If the cat pic featuring its "fingernails" didn't have such a busy, busy background, I'd really like that one, alas, the background is too busy. But the point of view and wide angle and fact that you focused on the claws is good. Different from your usual cat portrait. I like that aspect. 

And the one of the dogs running in the snow is nice, albeit composed very centrally...


----------



## Marea (Jan 18, 2009)

Holy Macro said:


> Great shots babe!
> 
> :heart:


 Danke darling! Just pics of critters ~ you're too sweet.



flashbackpat said:


> Lovely photos!!!  I 'specially love the dogs running in the snow.


 I like that one too... it really personifies them as Bernese Mountain dogs tend to love the snow.



scubabear6 said:


> Great Shots


 Thanks much!



GeminiStars said:


> Great shots! Cute doggies. I like the one where they are playing in the snow
> 
> One of my pugs loves the snow and loves to eat it. My other one, however, is really a wussy about that kinda stuff lol. You practically have to MAKE him go outside to potty when snow is on the ground.

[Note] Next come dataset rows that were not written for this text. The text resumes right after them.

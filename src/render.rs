use arch_core::constants::{
    GUM_RADIAL_SEGMENTS, GUM_TUBULAR_SEGMENTS, TOOTH_CAP_SEGMENTS, TOOTH_LENGTH,
    TOOTH_RADIAL_SEGMENTS, TOOTH_RADIUS,
};
use arch_core::mesh::{self, MeshVertex};
use arch_core::scene::EnvironmentPreset;
use arch_core::{Camera, DrawBatches, InstanceRaw, Light, MeshKind, Scene};
use web_sys as web;

mod helpers;
use helpers::GpuMesh;

// Hemispheric fill standing in for the studio environment map
const STUDIO_FILL: f32 = 0.35;

#[repr(C)]
#[derive(Copy, Clone, Default, bytemuck::Pod, bytemuck::Zeroable)]
pub(crate) struct SceneUniforms {
    view_proj: [[f32; 4]; 4],
    camera_pos: [f32; 4],
    ambient: [f32; 4],
    spot: [f32; 4],
    spot_cone: [f32; 4],
    point: [f32; 4],
    directional: [f32; 4],
}

impl SceneUniforms {
    /// Pack the fixed light rig; camera fields are filled per frame.
    fn from_scene(scene: &Scene) -> Self {
        let mut u = SceneUniforms::default();
        let fill = match scene.environment {
            EnvironmentPreset::Studio => STUDIO_FILL,
        };
        u.ambient[3] = fill;
        for light in &scene.lights {
            match *light {
                Light::Ambient { intensity } => {
                    u.ambient = [intensity, intensity, intensity, fill];
                }
                Light::Spot {
                    position,
                    angle,
                    penumbra,
                    intensity,
                    ..
                } => {
                    u.spot = [position.x, position.y, position.z, intensity];
                    let inner = angle * (1.0 - penumbra.clamp(0.0, 1.0));
                    u.spot_cone = [angle.cos(), inner.cos(), 0.0, 0.0];
                }
                Light::Point {
                    position,
                    intensity,
                } => {
                    u.point = [position.x, position.y, position.z, intensity];
                }
                Light::Directional {
                    position,
                    intensity,
                } => {
                    let dir = position.normalize_or_zero();
                    u.directional = [dir.x, dir.y, dir.z, intensity];
                }
            }
        }
        u
    }
}

struct InstanceSlot {
    kind: MeshKind,
    buffer: wgpu::Buffer,
    capacity: usize,
    count: u32,
}

pub struct GpuState {
    surface: wgpu::Surface<'static>,
    device: wgpu::Device,
    queue: wgpu::Queue,
    config: wgpu::SurfaceConfiguration,
    pipeline: wgpu::RenderPipeline,
    uniform_buffer: wgpu::Buffer,
    bind_group: wgpu::BindGroup,
    depth_tex: wgpu::Texture,
    depth_view: wgpu::TextureView,
    tooth_mesh: GpuMesh,
    gum_mesh: GpuMesh,
    shadow_mesh: GpuMesh,
    instances: Vec<InstanceSlot>,
    uniforms: SceneUniforms,
    width: u32,
    height: u32,
    clear_color: wgpu::Color,
}

impl GpuState {
    pub async fn new(canvas: &web::HtmlCanvasElement, scene: &Scene) -> anyhow::Result<Self> {
        let width = canvas.width().max(1);
        let height = canvas.height().max(1);

        let instance = wgpu::Instance::default();
        let surface = instance.create_surface(wgpu::SurfaceTarget::Canvas(canvas.clone()))?;
        let adapter = instance
            .request_adapter(&wgpu::RequestAdapterOptions {
                power_preference: wgpu::PowerPreference::HighPerformance,
                compatible_surface: Some(&surface),
                force_fallback_adapter: false,
            })
            .await
            .ok_or_else(|| anyhow::anyhow!("No WebGPU adapter"))?;
        let (device, queue) = adapter
            .request_device(
                &wgpu::DeviceDescriptor {
                    required_features: wgpu::Features::empty(),
                    // Use default limits on web to avoid passing unknown fields to older WebGPU impls
                    required_limits: wgpu::Limits::default(),
                    memory_hints: wgpu::MemoryHints::Performance,
                    label: None,
                },
                None,
            )
            .await
            .map_err(|e| anyhow::anyhow!(format!("request_device error: {:?}", e)))?;
        let caps = surface.get_capabilities(&adapter);
        let fallback = caps
            .formats
            .first()
            .copied()
            .ok_or_else(|| anyhow::anyhow!("surface reports no formats"))?;
        let format = caps
            .formats
            .iter()
            .copied()
            .find(|f| {
                matches!(
                    f,
                    wgpu::TextureFormat::Bgra8UnormSrgb | wgpu::TextureFormat::Rgba8UnormSrgb
                )
            })
            .unwrap_or(fallback);
        let alpha_mode = caps
            .alpha_modes
            .first()
            .copied()
            .unwrap_or(wgpu::CompositeAlphaMode::Auto);
        let config = wgpu::SurfaceConfiguration {
            usage: wgpu::TextureUsages::RENDER_ATTACHMENT,
            format,
            width,
            height,
            present_mode: wgpu::PresentMode::Fifo,
            alpha_mode,
            view_formats: vec![],
            desired_maximum_frame_latency: 2,
        };
        surface.configure(&device, &config);

        let shader = device.create_shader_module(wgpu::ShaderModuleDescriptor {
            label: Some("scene_shader"),
            source: wgpu::ShaderSource::Wgsl(arch_core::SCENE_WGSL.into()),
        });
        let bgl = device.create_bind_group_layout(&wgpu::BindGroupLayoutDescriptor {
            label: Some("scene_bgl"),
            entries: &[wgpu::BindGroupLayoutEntry {
                binding: 0,
                visibility: wgpu::ShaderStages::VERTEX | wgpu::ShaderStages::FRAGMENT,
                ty: wgpu::BindingType::Buffer {
                    ty: wgpu::BufferBindingType::Uniform,
                    has_dynamic_offset: false,
                    min_binding_size: None,
                },
                count: None,
            }],
        });
        let pl = device.create_pipeline_layout(&wgpu::PipelineLayoutDescriptor {
            label: Some("scene_pl"),
            bind_group_layouts: &[&bgl],
            push_constant_ranges: &[],
        });
        let pipeline = create_scene_pipeline(&device, &pl, &shader, format);

        let uniform_buffer = device.create_buffer(&wgpu::BufferDescriptor {
            label: Some("scene_uniforms"),
            size: std::mem::size_of::<SceneUniforms>() as u64,
            usage: wgpu::BufferUsages::UNIFORM | wgpu::BufferUsages::COPY_DST,
            mapped_at_creation: false,
        });
        let bind_group = device.create_bind_group(&wgpu::BindGroupDescriptor {
            label: Some("scene_bg"),
            layout: &bgl,
            entries: &[wgpu::BindGroupEntry {
                binding: 0,
                resource: uniform_buffer.as_entire_binding(),
            }],
        });

        let (depth_tex, depth_view) =
            helpers::create_depth_texture(&device, "depth_tex", width, height);

        let gum = &scene.upper.gum_base;
        let tooth_mesh = helpers::upload_mesh(
            &device,
            "tooth",
            &mesh::capsule(
                TOOTH_RADIUS,
                TOOTH_LENGTH,
                TOOTH_CAP_SEGMENTS,
                TOOTH_RADIAL_SEGMENTS,
            ),
        );
        let gum_mesh = helpers::upload_mesh(
            &device,
            "gum",
            &mesh::torus(
                gum.radius,
                gum.tube,
                GUM_RADIAL_SEGMENTS,
                GUM_TUBULAR_SEGMENTS,
                gum.arc,
            ),
        );
        let shadow_mesh = helpers::upload_mesh(&device, "shadow", &mesh::ground_plane());

        // Draw order: the translucent shadow first, then the opaque arches over it
        let capacities = [
            (MeshKind::Shadow, 1),
            (MeshKind::Gum, scene.arches().len()),
            (MeshKind::Tooth, scene.tooth_count()),
        ];
        let instances = capacities
            .into_iter()
            .map(|(kind, capacity)| InstanceSlot {
                kind,
                buffer: helpers::create_instance_buffer(
                    &device,
                    &format!("{kind:?}_instances").to_lowercase(),
                    capacity,
                ),
                capacity,
                count: 0,
            })
            .collect();

        log::info!(
            "[gpu] surface {}x{} {:?}, {} tooth instances",
            width,
            height,
            format,
            scene.tooth_count()
        );

        Ok(Self {
            surface,
            device,
            queue,
            config,
            pipeline,
            uniform_buffer,
            bind_group,
            depth_tex,
            depth_view,
            tooth_mesh,
            gum_mesh,
            shadow_mesh,
            instances,
            uniforms: SceneUniforms::from_scene(scene),
            width,
            height,
            clear_color: helpers::linear_clear_color(scene.background),
        })
    }

    pub fn size(&self) -> (u32, u32) {
        (self.width, self.height)
    }

    /// Re-apply the current surface configuration after a lost or outdated frame.
    pub fn reconfigure(&mut self) {
        self.surface.configure(&self.device, &self.config);
    }

    pub fn resize_if_needed(&mut self, width: u32, height: u32) {
        if width == 0 || height == 0 {
            return;
        }
        if width != self.width || height != self.height {
            self.width = width;
            self.height = height;
            self.config.width = width;
            self.config.height = height;
            self.surface.configure(&self.device, &self.config);
            let (tex, view) =
                helpers::create_depth_texture(&self.device, "depth_tex", width, height);
            self.depth_tex.destroy();
            self.depth_tex = tex;
            self.depth_view = view;
        }
    }

    fn upload_instances(&mut self, batches: &DrawBatches) {
        for slot in &mut self.instances {
            let data: &[InstanceRaw] = batches.get(slot.kind);
            let n = data.len().min(slot.capacity);
            if n < data.len() {
                log::warn!("[gpu] dropping {} {:?} instances", data.len() - n, slot.kind);
            }
            if n > 0 {
                self.queue
                    .write_buffer(&slot.buffer, 0, bytemuck::cast_slice(&data[..n]));
            }
            slot.count = n as u32;
        }
    }

    pub fn render(
        &mut self,
        camera: &Camera,
        batches: &DrawBatches,
    ) -> Result<(), wgpu::SurfaceError> {
        self.uniforms.view_proj = camera.view_proj().to_cols_array_2d();
        self.uniforms.camera_pos = camera.eye.extend(1.0).to_array();
        self.queue
            .write_buffer(&self.uniform_buffer, 0, bytemuck::bytes_of(&self.uniforms));
        self.upload_instances(batches);

        let frame = self.surface.get_current_texture()?;
        let view = frame
            .texture
            .create_view(&wgpu::TextureViewDescriptor::default());
        let mut encoder = self
            .device
            .create_command_encoder(&wgpu::CommandEncoderDescriptor {
                label: Some("encoder"),
            });
        {
            let mut rpass = encoder.begin_render_pass(&wgpu::RenderPassDescriptor {
                label: Some("scene_pass"),
                color_attachments: &[Some(wgpu::RenderPassColorAttachment {
                    view: &view,
                    resolve_target: None,
                    ops: wgpu::Operations {
                        load: wgpu::LoadOp::Clear(self.clear_color),
                        store: wgpu::StoreOp::Store,
                    },
                })],
                depth_stencil_attachment: Some(wgpu::RenderPassDepthStencilAttachment {
                    view: &self.depth_view,
                    depth_ops: Some(wgpu::Operations {
                        load: wgpu::LoadOp::Clear(1.0),
                        store: wgpu::StoreOp::Store,
                    }),
                    stencil_ops: None,
                }),
                timestamp_writes: None,
                occlusion_query_set: None,
            });
            rpass.set_pipeline(&self.pipeline);
            rpass.set_bind_group(0, &self.bind_group, &[]);
            for slot in &self.instances {
                if slot.count == 0 {
                    continue;
                }
                let mesh = match slot.kind {
                    MeshKind::Tooth => &self.tooth_mesh,
                    MeshKind::Gum => &self.gum_mesh,
                    MeshKind::Shadow => &self.shadow_mesh,
                };
                rpass.set_vertex_buffer(0, mesh.vertex_buffer.slice(..));
                rpass.set_vertex_buffer(1, slot.buffer.slice(..));
                rpass.set_index_buffer(mesh.index_buffer.slice(..), wgpu::IndexFormat::Uint32);
                rpass.draw_indexed(0..mesh.index_count, 0, 0..slot.count);
            }
        }
        self.queue.submit(Some(encoder.finish()));
        frame.present();
        Ok(())
    }
}

const VERTEX_ATTRS: [wgpu::VertexAttribute; 2] =
    wgpu::vertex_attr_array![0 => Float32x3, 1 => Float32x3];
const INSTANCE_ATTRS: [wgpu::VertexAttribute; 6] = wgpu::vertex_attr_array![
    2 => Float32x4,
    3 => Float32x4,
    4 => Float32x4,
    5 => Float32x4,
    6 => Float32x4,
    7 => Float32x4
];

fn create_scene_pipeline(
    device: &wgpu::Device,
    layout: &wgpu::PipelineLayout,
    shader: &wgpu::ShaderModule,
    color_format: wgpu::TextureFormat,
) -> wgpu::RenderPipeline {
    device.create_render_pipeline(&wgpu::RenderPipelineDescriptor {
        label: Some("scene_pipeline"),
        layout: Some(layout),
        vertex: wgpu::VertexState {
            module: shader,
            entry_point: Some("vs_main"),
            buffers: &[
                wgpu::VertexBufferLayout {
                    array_stride: std::mem::size_of::<MeshVertex>() as u64,
                    step_mode: wgpu::VertexStepMode::Vertex,
                    attributes: &VERTEX_ATTRS,
                },
                wgpu::VertexBufferLayout {
                    array_stride: std::mem::size_of::<InstanceRaw>() as u64,
                    step_mode: wgpu::VertexStepMode::Instance,
                    attributes: &INSTANCE_ATTRS,
                },
            ],
            compilation_options: wgpu::PipelineCompilationOptions::default(),
        },
        primitive: wgpu::PrimitiveState {
            // the half torus is open-ended; draw both faces
            cull_mode: None,
            ..Default::default()
        },
        depth_stencil: Some(wgpu::DepthStencilState {
            format: helpers::DEPTH_FORMAT,
            depth_write_enabled: true,
            depth_compare: wgpu::CompareFunction::Less,
            stencil: wgpu::StencilState::default(),
            bias: wgpu::DepthBiasState::default(),
        }),
        multisample: wgpu::MultisampleState::default(),
        fragment: Some(wgpu::FragmentState {
            module: shader,
            entry_point: Some("fs_main"),
            targets: &[Some(wgpu::ColorTargetState {
                format: color_format,
                blend: Some(wgpu::BlendState::ALPHA_BLENDING),
                write_mask: wgpu::ColorWrites::ALL,
            })],
            compilation_options: wgpu::PipelineCompilationOptions::default(),
        }),
        cache: None,
        multiview: None,
    })
}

 Mine were born in the winter and had always just LOVED the snow. Lucky for me cause I used to live at a ski resort and they'd be S.O.L if they didn't ha ha ha.



LaFoto said:


> If the cat pic featuring its "fingernails" didn't have such a busy, busy background, I'd really like that one, alas, the background is too busy. But the point of view and wide angle and fact that you focused on the claws is good. Different from your usual cat portrait. I like that aspect.
> 
> And the one of the dogs running in the snow is nice, albeit composed very centrally...


 I TOTALLY agree with both your points.  I wish there was something I could do to the cat shot to make it still look believable without all that crap in the background.  

Photshop project anyone?


----------



## Moonb007 (Jan 18, 2009)

Lovely shots...don't mess with that cats claws.


----------



## rufus5150 (Jan 18, 2009)

> such a busy, busy background



I agree with LaPhoto, but I believe it's not necessarily _that_ it's busy, it's _what it is busy with._ For me, the tags on the chair kill it.

Here's a shot with those edited out and the edges burned slightly to bring focus to the center portions:


----------



## Marea (Jan 19, 2009)

Moonb007 said:


> Lovely shots...don't mess with that cats claws.



I made the (near fatal) mistake of play fighting with him a few times.. never again!!! :shock:



rufus5150 said:


> I agree with LaPhoto, but I believe it's not necessarily _that_ it's busy, it's _what it is busy with._ For me, the tags on the chair kill it.
> 
> Here's a shot with those edited out and the edges burned slightly to bring focus to the center portions:



Nice edit! I AGREEEEE the tags on the poang chair totally drove me bonkers! Thanks for taking the time to edit them out!!!!

 YAY I like the shot so much more now!:thumbup: Thanks much!


----------